→ ASSIGNED TASK: Needed from the data below: every line from the one with "let dif_in_centers = self.start_point" up to and including the one with "let c = dif_in_centers.dot(&dif_in_centers)", repeated exactly and with nothing else.

→ RECORDS TO PROCESS:
[Start of section]

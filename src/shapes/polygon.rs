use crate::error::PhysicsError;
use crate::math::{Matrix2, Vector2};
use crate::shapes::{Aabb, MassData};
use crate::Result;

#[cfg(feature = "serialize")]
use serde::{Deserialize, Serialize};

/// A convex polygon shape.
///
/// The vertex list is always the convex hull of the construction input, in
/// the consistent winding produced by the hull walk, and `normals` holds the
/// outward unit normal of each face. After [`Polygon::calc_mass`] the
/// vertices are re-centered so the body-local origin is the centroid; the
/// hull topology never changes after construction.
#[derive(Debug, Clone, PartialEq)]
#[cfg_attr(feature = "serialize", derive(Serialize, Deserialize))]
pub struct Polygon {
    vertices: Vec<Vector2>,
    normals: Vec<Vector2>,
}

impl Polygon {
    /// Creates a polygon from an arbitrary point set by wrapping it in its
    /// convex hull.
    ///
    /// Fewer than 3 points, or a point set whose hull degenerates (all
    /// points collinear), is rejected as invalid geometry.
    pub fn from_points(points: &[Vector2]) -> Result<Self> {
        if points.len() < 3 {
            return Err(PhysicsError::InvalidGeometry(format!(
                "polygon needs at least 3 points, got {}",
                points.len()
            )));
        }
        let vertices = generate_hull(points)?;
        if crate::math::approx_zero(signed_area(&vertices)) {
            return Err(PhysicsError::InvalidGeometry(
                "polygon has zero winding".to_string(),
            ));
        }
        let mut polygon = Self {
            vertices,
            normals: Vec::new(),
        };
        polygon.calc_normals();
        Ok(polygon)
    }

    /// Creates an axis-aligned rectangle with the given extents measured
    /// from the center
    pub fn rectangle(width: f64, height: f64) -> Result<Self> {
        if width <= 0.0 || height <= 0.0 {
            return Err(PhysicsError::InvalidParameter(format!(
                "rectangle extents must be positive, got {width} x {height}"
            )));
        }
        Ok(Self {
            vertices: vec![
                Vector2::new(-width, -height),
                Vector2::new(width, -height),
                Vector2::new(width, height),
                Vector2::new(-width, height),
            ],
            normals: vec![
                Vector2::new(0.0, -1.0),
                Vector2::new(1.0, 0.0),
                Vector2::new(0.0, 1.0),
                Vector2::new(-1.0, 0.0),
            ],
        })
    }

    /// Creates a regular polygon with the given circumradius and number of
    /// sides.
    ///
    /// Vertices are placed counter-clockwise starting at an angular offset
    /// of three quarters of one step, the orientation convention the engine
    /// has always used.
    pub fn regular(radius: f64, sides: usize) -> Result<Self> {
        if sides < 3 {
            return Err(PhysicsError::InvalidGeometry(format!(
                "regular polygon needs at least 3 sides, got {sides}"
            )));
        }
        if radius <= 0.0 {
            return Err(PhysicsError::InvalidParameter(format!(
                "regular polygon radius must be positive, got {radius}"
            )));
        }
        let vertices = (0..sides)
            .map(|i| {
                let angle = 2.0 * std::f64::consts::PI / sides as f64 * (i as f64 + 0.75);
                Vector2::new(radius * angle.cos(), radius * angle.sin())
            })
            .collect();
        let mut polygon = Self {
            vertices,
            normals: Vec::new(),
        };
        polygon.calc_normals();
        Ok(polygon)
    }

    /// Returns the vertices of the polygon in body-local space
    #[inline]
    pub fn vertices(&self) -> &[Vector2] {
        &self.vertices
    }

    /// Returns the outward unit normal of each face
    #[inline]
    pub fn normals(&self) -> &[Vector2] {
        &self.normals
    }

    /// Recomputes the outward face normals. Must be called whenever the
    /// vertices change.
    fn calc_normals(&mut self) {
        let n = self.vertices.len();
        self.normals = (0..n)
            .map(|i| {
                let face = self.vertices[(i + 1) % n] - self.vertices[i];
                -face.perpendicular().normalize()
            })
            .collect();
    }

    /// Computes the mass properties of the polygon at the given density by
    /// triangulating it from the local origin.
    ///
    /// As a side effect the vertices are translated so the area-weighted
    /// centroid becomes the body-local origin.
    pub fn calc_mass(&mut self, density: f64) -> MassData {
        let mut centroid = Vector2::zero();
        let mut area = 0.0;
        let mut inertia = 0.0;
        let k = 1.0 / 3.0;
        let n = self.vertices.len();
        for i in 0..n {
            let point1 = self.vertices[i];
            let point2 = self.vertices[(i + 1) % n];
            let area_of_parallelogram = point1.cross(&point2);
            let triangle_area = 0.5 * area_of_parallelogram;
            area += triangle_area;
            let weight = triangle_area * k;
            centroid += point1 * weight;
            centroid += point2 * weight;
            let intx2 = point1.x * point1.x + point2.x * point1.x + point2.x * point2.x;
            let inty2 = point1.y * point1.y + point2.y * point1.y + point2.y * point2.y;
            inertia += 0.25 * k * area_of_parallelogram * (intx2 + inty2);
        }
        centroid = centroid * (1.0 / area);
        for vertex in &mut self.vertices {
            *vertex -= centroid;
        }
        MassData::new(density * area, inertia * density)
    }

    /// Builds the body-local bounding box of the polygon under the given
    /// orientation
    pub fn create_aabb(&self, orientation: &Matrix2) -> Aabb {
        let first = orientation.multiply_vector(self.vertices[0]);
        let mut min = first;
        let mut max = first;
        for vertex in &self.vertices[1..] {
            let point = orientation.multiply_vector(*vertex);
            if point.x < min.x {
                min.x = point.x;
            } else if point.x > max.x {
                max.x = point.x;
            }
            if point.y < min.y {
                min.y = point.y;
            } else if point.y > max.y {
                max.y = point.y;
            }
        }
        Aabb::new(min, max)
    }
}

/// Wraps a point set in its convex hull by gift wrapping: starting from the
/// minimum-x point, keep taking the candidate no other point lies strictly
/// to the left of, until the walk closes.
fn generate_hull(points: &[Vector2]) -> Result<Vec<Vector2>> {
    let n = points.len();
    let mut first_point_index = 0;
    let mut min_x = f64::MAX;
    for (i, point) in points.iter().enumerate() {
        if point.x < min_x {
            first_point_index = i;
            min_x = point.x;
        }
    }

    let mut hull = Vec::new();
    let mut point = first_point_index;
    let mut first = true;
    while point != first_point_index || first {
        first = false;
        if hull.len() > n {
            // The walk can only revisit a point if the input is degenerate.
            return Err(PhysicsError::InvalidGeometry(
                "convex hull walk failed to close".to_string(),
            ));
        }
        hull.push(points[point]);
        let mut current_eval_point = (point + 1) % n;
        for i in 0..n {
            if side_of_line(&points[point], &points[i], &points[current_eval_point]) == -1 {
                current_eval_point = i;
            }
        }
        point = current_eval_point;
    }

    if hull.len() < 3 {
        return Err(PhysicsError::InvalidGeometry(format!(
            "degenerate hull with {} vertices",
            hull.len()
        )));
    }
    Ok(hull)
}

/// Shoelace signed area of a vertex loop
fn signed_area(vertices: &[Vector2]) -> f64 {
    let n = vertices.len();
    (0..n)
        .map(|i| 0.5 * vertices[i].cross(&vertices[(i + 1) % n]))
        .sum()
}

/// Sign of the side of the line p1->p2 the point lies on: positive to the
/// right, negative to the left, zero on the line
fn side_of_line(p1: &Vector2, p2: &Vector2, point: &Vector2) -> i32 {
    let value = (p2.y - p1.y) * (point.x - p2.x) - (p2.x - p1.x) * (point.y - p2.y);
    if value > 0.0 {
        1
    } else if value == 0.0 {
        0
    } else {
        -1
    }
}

[End of section]
[Start of section]

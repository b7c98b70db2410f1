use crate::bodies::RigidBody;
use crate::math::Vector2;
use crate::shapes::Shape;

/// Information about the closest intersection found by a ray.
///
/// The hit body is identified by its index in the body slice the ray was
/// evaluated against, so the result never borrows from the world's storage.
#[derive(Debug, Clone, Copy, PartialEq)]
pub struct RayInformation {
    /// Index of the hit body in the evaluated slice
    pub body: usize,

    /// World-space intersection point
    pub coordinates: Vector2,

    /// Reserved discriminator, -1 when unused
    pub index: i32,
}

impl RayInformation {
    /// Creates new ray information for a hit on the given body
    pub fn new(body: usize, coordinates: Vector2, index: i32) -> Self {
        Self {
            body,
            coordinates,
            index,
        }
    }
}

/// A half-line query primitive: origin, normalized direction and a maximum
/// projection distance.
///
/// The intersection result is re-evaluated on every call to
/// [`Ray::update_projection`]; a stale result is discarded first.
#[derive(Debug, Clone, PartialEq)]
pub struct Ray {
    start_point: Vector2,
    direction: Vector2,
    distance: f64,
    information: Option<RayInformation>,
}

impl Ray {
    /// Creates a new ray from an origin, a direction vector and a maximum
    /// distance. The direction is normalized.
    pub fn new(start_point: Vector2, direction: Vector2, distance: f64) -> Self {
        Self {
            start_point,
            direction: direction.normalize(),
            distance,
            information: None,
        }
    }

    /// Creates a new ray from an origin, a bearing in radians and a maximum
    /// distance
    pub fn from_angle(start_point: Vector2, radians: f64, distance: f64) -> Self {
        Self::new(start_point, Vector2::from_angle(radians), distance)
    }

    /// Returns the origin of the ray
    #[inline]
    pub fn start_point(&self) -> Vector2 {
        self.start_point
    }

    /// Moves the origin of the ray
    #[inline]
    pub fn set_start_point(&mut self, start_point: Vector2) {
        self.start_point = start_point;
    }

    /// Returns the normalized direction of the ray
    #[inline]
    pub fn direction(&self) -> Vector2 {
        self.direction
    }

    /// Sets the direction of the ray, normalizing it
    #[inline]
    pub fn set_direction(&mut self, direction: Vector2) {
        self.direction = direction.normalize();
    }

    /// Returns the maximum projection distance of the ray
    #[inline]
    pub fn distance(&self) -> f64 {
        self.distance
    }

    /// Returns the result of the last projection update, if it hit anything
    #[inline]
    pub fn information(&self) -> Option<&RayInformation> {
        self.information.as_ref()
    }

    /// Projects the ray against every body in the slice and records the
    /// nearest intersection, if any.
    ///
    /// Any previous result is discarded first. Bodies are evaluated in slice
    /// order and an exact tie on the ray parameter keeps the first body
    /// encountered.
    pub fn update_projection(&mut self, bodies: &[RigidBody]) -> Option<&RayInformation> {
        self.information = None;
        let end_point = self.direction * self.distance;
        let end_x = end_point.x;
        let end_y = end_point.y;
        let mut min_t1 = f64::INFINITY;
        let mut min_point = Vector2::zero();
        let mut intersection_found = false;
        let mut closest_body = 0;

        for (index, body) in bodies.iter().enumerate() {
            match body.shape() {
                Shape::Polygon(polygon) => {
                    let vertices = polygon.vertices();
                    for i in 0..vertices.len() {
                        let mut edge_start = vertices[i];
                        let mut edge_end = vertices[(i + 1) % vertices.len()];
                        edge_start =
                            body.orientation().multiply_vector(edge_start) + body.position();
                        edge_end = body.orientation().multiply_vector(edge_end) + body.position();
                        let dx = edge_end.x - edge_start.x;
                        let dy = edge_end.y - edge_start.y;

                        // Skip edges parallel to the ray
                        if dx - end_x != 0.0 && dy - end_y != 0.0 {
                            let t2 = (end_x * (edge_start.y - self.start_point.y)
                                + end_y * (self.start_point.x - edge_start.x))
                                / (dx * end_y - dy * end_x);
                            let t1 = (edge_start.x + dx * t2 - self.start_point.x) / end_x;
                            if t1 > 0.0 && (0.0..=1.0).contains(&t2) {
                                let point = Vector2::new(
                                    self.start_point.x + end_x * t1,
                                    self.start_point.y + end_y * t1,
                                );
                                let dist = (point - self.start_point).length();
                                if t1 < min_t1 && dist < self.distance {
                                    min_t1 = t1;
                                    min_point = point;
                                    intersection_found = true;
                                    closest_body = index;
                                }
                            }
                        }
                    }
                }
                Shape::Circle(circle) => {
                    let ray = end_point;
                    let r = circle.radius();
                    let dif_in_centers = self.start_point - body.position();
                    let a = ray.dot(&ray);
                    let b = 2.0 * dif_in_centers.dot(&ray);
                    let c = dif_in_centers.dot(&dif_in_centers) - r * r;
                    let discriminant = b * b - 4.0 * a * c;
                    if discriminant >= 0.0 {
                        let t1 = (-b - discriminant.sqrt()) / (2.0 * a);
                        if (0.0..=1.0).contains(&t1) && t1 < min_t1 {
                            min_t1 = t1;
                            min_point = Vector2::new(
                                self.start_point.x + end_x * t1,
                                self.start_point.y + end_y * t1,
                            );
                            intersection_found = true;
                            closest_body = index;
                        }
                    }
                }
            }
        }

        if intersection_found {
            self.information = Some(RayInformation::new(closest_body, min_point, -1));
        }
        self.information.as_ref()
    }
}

[End of section]
[Start of section]

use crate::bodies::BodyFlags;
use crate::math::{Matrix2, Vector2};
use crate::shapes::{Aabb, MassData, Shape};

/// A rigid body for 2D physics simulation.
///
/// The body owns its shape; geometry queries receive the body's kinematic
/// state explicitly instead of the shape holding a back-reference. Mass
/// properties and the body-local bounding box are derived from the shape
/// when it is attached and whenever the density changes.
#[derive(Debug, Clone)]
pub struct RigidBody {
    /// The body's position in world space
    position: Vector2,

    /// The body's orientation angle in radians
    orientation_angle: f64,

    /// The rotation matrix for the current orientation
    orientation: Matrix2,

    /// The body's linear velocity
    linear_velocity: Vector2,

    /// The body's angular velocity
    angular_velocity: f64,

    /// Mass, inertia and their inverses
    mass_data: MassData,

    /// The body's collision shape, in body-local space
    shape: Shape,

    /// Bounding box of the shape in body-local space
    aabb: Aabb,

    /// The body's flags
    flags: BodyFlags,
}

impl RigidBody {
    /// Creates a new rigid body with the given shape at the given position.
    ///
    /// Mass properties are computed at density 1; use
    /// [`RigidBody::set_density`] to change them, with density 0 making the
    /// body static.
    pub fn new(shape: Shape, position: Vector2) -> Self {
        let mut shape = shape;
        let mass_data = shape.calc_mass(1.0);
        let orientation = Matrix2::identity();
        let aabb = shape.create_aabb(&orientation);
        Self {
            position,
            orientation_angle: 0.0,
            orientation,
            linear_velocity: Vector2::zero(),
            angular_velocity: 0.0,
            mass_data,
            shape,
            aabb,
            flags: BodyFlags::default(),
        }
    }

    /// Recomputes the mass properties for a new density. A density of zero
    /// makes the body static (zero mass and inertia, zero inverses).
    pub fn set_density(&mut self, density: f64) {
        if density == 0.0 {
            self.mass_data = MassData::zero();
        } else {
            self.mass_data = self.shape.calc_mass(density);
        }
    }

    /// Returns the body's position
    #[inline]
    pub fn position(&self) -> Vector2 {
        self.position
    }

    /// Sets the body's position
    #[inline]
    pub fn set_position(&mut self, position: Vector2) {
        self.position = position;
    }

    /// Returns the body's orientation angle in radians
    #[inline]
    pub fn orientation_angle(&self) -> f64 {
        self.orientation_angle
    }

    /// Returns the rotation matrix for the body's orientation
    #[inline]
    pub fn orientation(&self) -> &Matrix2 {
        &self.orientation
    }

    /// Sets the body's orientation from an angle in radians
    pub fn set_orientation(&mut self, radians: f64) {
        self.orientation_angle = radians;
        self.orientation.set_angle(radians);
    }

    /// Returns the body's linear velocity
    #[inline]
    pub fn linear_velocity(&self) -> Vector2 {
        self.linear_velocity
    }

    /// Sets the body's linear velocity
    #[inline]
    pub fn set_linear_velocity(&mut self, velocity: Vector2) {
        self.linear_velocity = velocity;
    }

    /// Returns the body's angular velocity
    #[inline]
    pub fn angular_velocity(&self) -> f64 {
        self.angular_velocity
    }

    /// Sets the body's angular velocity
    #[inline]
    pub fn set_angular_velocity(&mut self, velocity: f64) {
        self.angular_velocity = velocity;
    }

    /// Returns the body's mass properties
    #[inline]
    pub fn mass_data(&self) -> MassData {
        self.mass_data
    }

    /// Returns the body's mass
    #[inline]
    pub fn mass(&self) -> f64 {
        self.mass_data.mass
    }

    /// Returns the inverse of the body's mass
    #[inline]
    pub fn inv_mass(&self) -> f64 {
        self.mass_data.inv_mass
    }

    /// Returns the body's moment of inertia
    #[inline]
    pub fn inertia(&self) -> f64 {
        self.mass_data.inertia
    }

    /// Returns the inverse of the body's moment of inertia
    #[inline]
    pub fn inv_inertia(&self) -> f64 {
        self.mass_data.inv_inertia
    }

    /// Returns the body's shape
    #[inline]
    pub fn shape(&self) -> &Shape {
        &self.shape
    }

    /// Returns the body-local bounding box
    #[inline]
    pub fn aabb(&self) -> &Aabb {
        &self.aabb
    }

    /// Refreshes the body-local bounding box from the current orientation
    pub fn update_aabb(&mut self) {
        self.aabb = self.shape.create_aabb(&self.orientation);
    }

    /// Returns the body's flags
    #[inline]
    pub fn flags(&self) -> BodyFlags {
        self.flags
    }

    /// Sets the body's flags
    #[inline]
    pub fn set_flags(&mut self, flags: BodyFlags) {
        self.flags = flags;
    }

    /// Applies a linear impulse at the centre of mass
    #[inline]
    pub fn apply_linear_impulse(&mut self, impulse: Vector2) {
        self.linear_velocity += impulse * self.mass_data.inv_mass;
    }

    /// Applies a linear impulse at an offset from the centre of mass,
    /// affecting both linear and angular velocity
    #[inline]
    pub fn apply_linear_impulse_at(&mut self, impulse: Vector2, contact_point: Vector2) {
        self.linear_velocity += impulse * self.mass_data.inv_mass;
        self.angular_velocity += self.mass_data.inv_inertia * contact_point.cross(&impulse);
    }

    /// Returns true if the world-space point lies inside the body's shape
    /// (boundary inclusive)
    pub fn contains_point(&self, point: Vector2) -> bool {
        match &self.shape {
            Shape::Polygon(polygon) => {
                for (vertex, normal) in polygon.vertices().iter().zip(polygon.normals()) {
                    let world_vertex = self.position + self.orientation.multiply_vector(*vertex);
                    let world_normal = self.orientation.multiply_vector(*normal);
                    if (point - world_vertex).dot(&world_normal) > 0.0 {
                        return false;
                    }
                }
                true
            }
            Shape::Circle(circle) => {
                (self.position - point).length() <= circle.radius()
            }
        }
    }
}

[End of section]

→ EXERCISE ANSWER:
                    let dif_in_centers = self.start_point - body.position();
                    let a = ray.dot(&ray);
                    let b = 2.0 * dif_in_centers.dot(&ray);
                    let c = dif_in_centers.dot(&dif_in_centers) - r * r;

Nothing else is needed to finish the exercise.